====== SUPPLIED RECORDS
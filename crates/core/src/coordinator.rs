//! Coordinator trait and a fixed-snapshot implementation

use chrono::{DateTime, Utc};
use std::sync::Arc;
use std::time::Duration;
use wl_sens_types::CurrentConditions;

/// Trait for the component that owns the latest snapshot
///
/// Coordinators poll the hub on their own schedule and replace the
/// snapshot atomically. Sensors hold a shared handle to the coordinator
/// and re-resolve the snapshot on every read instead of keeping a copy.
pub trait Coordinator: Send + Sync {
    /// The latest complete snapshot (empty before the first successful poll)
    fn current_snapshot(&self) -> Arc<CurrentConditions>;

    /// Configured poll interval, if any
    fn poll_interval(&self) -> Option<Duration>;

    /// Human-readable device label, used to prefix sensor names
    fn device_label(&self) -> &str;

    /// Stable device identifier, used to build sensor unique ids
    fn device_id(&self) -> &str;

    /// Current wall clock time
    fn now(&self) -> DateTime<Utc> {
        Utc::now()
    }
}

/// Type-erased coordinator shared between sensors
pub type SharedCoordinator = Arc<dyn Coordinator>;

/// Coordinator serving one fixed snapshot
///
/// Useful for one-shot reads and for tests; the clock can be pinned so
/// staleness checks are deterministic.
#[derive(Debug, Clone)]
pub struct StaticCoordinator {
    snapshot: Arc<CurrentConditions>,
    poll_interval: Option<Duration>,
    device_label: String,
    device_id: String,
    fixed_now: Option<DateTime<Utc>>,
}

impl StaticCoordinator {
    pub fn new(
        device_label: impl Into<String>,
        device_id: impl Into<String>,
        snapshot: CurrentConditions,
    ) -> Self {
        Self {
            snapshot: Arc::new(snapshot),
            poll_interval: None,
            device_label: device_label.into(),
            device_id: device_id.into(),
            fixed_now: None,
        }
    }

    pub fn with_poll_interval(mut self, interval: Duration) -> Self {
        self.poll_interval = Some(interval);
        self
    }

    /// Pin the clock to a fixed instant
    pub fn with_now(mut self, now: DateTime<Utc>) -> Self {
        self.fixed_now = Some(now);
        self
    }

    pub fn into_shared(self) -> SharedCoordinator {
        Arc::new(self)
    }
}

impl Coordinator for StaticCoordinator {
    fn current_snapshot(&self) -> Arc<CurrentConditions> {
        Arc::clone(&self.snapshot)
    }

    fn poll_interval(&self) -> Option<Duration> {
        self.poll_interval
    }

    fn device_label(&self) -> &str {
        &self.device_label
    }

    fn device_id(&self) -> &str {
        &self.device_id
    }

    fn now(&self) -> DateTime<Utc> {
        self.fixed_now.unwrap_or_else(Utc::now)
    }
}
============
====== SUPPLIED RECORDS
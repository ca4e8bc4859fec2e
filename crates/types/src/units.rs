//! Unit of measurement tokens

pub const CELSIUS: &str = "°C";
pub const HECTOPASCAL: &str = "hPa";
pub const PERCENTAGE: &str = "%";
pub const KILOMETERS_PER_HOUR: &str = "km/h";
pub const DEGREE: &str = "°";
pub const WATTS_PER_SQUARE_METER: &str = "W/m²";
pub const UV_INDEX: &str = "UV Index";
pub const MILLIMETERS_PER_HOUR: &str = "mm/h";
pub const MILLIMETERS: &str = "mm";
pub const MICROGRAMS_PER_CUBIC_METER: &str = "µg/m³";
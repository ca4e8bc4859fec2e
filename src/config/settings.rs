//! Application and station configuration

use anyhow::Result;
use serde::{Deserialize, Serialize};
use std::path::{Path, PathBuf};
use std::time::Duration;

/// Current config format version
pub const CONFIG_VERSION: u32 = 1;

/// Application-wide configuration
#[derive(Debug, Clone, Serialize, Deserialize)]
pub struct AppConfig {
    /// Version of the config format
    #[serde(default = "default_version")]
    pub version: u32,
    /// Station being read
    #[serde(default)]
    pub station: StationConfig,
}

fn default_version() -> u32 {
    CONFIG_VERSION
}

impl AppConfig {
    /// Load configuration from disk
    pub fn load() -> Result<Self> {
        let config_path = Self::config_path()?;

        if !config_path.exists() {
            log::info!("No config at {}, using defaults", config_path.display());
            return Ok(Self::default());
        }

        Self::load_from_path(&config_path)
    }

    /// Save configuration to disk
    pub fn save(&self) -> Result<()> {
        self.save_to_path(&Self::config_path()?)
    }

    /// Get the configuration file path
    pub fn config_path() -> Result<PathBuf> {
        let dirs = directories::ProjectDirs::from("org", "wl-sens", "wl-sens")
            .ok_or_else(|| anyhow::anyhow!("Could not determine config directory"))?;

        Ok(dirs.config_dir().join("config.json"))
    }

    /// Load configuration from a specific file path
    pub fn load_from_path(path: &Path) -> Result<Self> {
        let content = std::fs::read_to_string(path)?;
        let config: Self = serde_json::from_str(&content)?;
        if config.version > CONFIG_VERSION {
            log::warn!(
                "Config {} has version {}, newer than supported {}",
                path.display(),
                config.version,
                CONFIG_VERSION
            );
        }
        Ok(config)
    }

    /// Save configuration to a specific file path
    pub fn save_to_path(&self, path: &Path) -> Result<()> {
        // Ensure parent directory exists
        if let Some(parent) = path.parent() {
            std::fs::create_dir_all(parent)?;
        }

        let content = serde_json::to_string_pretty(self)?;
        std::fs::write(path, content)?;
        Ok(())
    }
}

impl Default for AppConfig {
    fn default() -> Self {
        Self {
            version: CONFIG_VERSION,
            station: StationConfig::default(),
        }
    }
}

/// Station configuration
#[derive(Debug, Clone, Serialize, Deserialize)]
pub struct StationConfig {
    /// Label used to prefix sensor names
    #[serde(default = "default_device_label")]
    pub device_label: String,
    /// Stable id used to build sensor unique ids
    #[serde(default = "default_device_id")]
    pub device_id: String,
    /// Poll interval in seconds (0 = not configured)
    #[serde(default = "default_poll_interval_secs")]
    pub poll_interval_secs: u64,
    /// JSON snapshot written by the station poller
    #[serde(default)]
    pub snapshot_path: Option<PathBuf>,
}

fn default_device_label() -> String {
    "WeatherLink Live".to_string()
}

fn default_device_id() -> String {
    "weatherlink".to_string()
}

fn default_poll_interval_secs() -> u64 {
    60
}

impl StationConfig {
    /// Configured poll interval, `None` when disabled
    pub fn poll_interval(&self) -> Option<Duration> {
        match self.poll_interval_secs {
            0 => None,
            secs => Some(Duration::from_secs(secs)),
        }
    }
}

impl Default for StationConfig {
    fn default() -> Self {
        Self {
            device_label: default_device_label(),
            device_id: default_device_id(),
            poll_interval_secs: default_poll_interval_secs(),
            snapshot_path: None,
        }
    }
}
============
▶ _DESCRIPTION OF THE TASK_:
From the data above, gather every line that includes the word "struct".

▶ _RESPONSE FOR THIS EXERCISE_:
pub struct StaticCoordinator {
pub struct AppConfig {
pub struct StationConfig {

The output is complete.